Can Edinburgh resurrect Jim Davidson, comedy dinosaur?

A surprise run at the Assembly Rooms this August is a chance for Davidson to fall in with more progressive comedy trends. But will he take it?

It sometimes seems as though anyone can be rehabilitated, any old entertainment dinosaur restored to fashion (ironically or otherwise), as long as he or she hangs around long enough. But there are exceptions, and I always assumed Jim Davidson was one of them. "We think we know Jim Davidson," wrote Sarfraz Manzoor in 2011, describing him as "the south London, Page 3 girl-dating, Thatcher-loving, Our Boys-supporting, gay-baiting, hard-drinking, racist standup comedian". Surely Davidson, the brains behind "Chalky White", was too far beyond the pale to be embraced, ever, by anyone with taste, standards or affection for the artform of comedy?
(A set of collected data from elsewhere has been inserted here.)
use burn::{
    nn::{
        attention::{MhaInput, MultiHeadAttention, MultiHeadAttentionConfig},
        Dropout, DropoutConfig,
        LayerNorm, LayerNormConfig,
        Linear, LinearConfig,
    },
    prelude::*,
    tensor::activation::relu,
};

#[derive(Config, Debug)]
pub struct TransformerBlockConfig {
    pub embed_dim: usize,
    pub num_heads: usize,
    /// Width of the feed-forward hidden layer
    pub ff_dim:    usize,
    #[config(default = 0.1)]
    pub dropout:   f64,
    #[config(default = 1e-6)]
    pub norm_epsilon: f64,
}

impl TransformerBlockConfig {
    pub fn init<B: Backend>(&self, device: &B::Device) -> TransformerBlock<B> {
        // Dropout applies to sublayer outputs only, never to the attention weights
        let self_attn = MultiHeadAttentionConfig::new(self.embed_dim, self.num_heads)
            .with_dropout(0.0)
            .init(device);
        let ffn_linear1 = LinearConfig::new(self.embed_dim, self.ff_dim).init(device);
        let ffn_linear2 = LinearConfig::new(self.ff_dim, self.embed_dim).init(device);
        let norm1 = LayerNormConfig::new(self.embed_dim).with_epsilon(self.norm_epsilon).init(device);
        let norm2 = LayerNormConfig::new(self.embed_dim).with_epsilon(self.norm_epsilon).init(device);
        let dropout = DropoutConfig::new(self.dropout).init();
        TransformerBlock { self_attn, ffn_linear1, ffn_linear2, norm1, norm2, dropout }
    }
}

/// One post-norm encoder block. Attention is unmasked: every position
/// sees the whole window, including positions after it.
#[derive(Module, Debug)]
pub struct TransformerBlock<B: Backend> {
    pub self_attn:   MultiHeadAttention<B>,
    pub ffn_linear1: Linear<B>,
    pub ffn_linear2: Linear<B>,
    pub norm1:       LayerNorm<B>,
    pub norm2:       LayerNorm<B>,
    pub dropout:     Dropout,
}

impl<B: Backend> TransformerBlock<B> {
    /// x: [batch, seq_len, embed_dim] → same shape
    pub fn forward(&self, x: Tensor<B, 3>) -> Tensor<B, 3> {
        let attn_output = self.self_attn.forward(MhaInput::self_attn(x.clone())).context;
        let x = self.norm1.forward(x + self.dropout.forward(attn_output));
        let ffn_out = self.ffn_linear2.forward(relu(self.ffn_linear1.forward(x.clone())));
        self.norm2.forward(x + self.dropout.forward(ffn_out))
    }
}

#[cfg(test)]
mod tests {
    use super::*;
    use burn::backend::NdArray;
    use burn::tensor::Distribution;

    type TestBackend = NdArray<f32>;

    fn block(dropout: f64) -> TransformerBlock<TestBackend> {
        TransformerBlockConfig::new(8, 2, 16)
            .with_dropout(dropout)
            .init(&Default::default())
    }

    fn random_input(shape: [usize; 3]) -> Tensor<TestBackend, 3> {
        Tensor::random(shape, Distribution::Normal(0.0, 1.0), &Default::default())
    }

    #[test]
    fn test_preserves_shape() {
        let out = block(0.1).forward(random_input([3, 5, 8]));
        assert_eq!(out.dims(), [3, 5, 8]);
    }

    #[test]
    fn test_output_is_layer_normalised_per_position() {
        // Fresh LayerNorm has gamma = 1 and beta = 0
        let out = block(0.0).forward(random_input([2, 4, 8]));
        let means: Vec<f32> = out
            .mean_dim(2)
            .into_data()
            .convert::<f32>()
            .to_vec()
            .unwrap();
        for m in means {
            assert!(m.abs() < 1e-4, "mean {m} should be ~0");
        }
    }

    #[test]
    fn test_attention_weights_are_never_dropped() {
        let b = block(0.3);
        assert_eq!(b.self_attn.dropout.prob, 0.0);
        assert_eq!(b.dropout.prob, 0.3);
    }

    #[test]
    fn test_dropout_is_inactive_without_autodiff() {
        let b     = block(0.5);
        let input = random_input([1, 4, 8]);
        let first: Vec<f32>  = b.forward(input.clone()).into_data().convert::<f32>().to_vec().unwrap();
        let second: Vec<f32> = b.forward(input).into_data().convert::<f32>().to_vec().unwrap();
        assert_eq!(first, second);
    }
}
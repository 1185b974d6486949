#![recursion_limit = "256"]

mod cli;
mod application;
mod domain;
mod data;
mod ml;
mod infra;

use anyhow::Result;
use cli::Cli;
use clap::Parser;

fn main() -> Result<()> {
    tracing_subscriber::fmt()
        .with_env_filter(
            tracing_subscriber::EnvFilter::from_default_env()
                .add_directive("char_model_compare=info".parse()?),
        )
        .init();

    let cli = Cli::parse();
    cli.run()
}
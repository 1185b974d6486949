// ============================================================
// Layer 1 — CLI Commands and Arguments
// ============================================================
// Defines the two subcommands, `compare` and `inspect`, and
// all their configurable flags.
//
// clap's derive macros generate the help text, the error
// messages for missing args and the string → number/enum
// conversions.
//
// Reference: Rust Book §12 (Building a CLI Program)

use clap::{Args, Subcommand, ValueEnum};

use crate::application::compare_use_case::ComparisonConfig;
use crate::ml::predictor::{ModelKind, OptimizerKind};

#[derive(Subcommand, Debug)]
pub enum Commands {
    /// Train SimpleRNN, GRU and Transformer on a corpus and sample from each
    Compare(CompareArgs),

    /// Print corpus statistics without training
    Inspect(InspectArgs),
}

/// Model names accepted by --models
#[derive(ValueEnum, Clone, Copy, Debug, PartialEq, Eq)]
pub enum ModelArg {
    Rnn,
    Gru,
    Transformer,
}

impl From<ModelArg> for ModelKind {
    fn from(m: ModelArg) -> Self {
        match m {
            ModelArg::Rnn         => ModelKind::Recurrent,
            ModelArg::Gru         => ModelKind::GatedRecurrent,
            ModelArg::Transformer => ModelKind::Attention,
        }
    }
}

#[derive(ValueEnum, Clone, Copy, Debug, PartialEq, Eq)]
pub enum OptimizerArg {
    Adam,
    RmsProp,
}

impl From<OptimizerArg> for OptimizerKind {
    fn from(o: OptimizerArg) -> Self {
        match o {
            OptimizerArg::Adam    => OptimizerKind::Adam,
            OptimizerArg::RmsProp => OptimizerKind::RmsProp,
        }
    }
}

/// All arguments for the `compare` command
#[derive(Args, Debug)]
pub struct CompareArgs {
    /// Plain-text corpus file
    #[arg(long)]
    pub corpus: String,

    /// Which models to run, in order
    #[arg(
        long,
        value_enum,
        value_delimiter = ',',
        default_values_t = [ModelArg::Rnn, ModelArg::Gru, ModelArg::Transformer]
    )]
    pub models: Vec<ModelArg>,

    /// Characters per input window
    #[arg(long, default_value_t = 10)]
    pub seq_len: usize,

    /// Offset between consecutive windows
    #[arg(long, default_value_t = 1)]
    pub step: usize,

    #[arg(long, default_value_t = 64)]
    pub embed_dim: usize,

    /// Recurrent hidden state width (RNN and GRU)
    #[arg(long, default_value_t = 128)]
    pub hidden_size: usize,

    /// Attention heads; embed_dim must be divisible by it
    #[arg(long, default_value_t = 2)]
    pub num_heads: usize,

    /// Transformer feed-forward width
    #[arg(long, default_value_t = 128)]
    pub ff_dim: usize,

    /// Transformer dropout rate, training only
    #[arg(long, default_value_t = 0.1)]
    pub dropout: f64,

    #[arg(long, default_value_t = 128)]
    pub batch_size: usize,

    #[arg(long, default_value_t = 1e-3)]
    pub lr: f64,

    /// Use one optimizer for every model instead of each model's default
    #[arg(long, value_enum)]
    pub optimizer: Option<OptimizerArg>,

    /// Outer train-then-generate cycles per model
    #[arg(long, default_value_t = 25)]
    pub iterations: usize,

    /// Characters generated after each training pass
    #[arg(long, default_value_t = 100)]
    pub preds: usize,

    /// Seeds parameter initialisation and seed-window sampling
    #[arg(long, default_value_t = 42)]
    pub seed: u64,

    /// Where loss_history.csv and loss_history.json are written
    #[arg(long, default_value = "runs")]
    pub output_dir: String,
}

/// Convert CLI CompareArgs into the application-layer ComparisonConfig.
/// The application layer never sees clap types.
impl From<CompareArgs> for ComparisonConfig {
    fn from(a: CompareArgs) -> Self {
        ComparisonConfig {
            corpus_path:         a.corpus,
            output_dir:          a.output_dir,
            models:              a.models.into_iter().map(ModelKind::from).collect(),
            seq_len:             a.seq_len,
            step:                a.step,
            embed_dim:           a.embed_dim,
            hidden_size:         a.hidden_size,
            num_heads:           a.num_heads,
            ff_dim:              a.ff_dim,
            dropout:             a.dropout,
            batch_size:          a.batch_size,
            learning_rate:       a.lr,
            optimizer:           a.optimizer.map(OptimizerKind::from),
            iterations:          a.iterations,
            preds_per_iteration: a.preds,
            seed:                a.seed,
        }
    }
}

/// All arguments for the `inspect` command
#[derive(Args, Debug)]
pub struct InspectArgs {
    /// Plain-text corpus file
    #[arg(long)]
    pub corpus: String,

    #[arg(long, default_value_t = 10)]
    pub seq_len: usize,

    #[arg(long, default_value_t = 1)]
    pub step: usize,
}
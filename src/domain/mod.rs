// ============================================================
// Layer 3 — Domain Layer
// ============================================================
// Plain Rust types and traits describing what the system is
// about: characters, windows of indices, losses and the
// predictor contract.
//
// Rules for this layer:
//   - NO Burn framework types allowed here
//   - NO file I/O
//   - Only plain Rust structs, enums, and traits
//
// Reference: Rust Book §5 (Structs), §10 (Traits)

// Typed errors shared by every layer
pub mod error;

// Character ↔ index bijection
pub mod vocabulary;

// Sliding-window (input, label) samples
pub mod window;

// Rolling window, argmax and per-iteration report
pub mod generation;

// Per-model loss sequence
pub mod loss_history;

// Core abstractions (traits) that other layers implement
pub mod traits;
Well, that theory will be tested this summer, it transpires, now that Davidson's Edinburgh Fringe debut has been announced. The ex-Generation Game man is performing for the duration of the festival – not in some marginal location or end-of-the-pier playhouse, but under the auspices of the Assembly Rooms, one of the traditional "big four" Fringe venues. The show, No Further Action, promises to tell the true story of the worst year of Jim's life, featuring "his arrest [in connection with Operation Yewtree] and the nightmare 12 months that followed, the clearing of his name and winning the heart of the nation all over again [it says here] as a Big Brother champion".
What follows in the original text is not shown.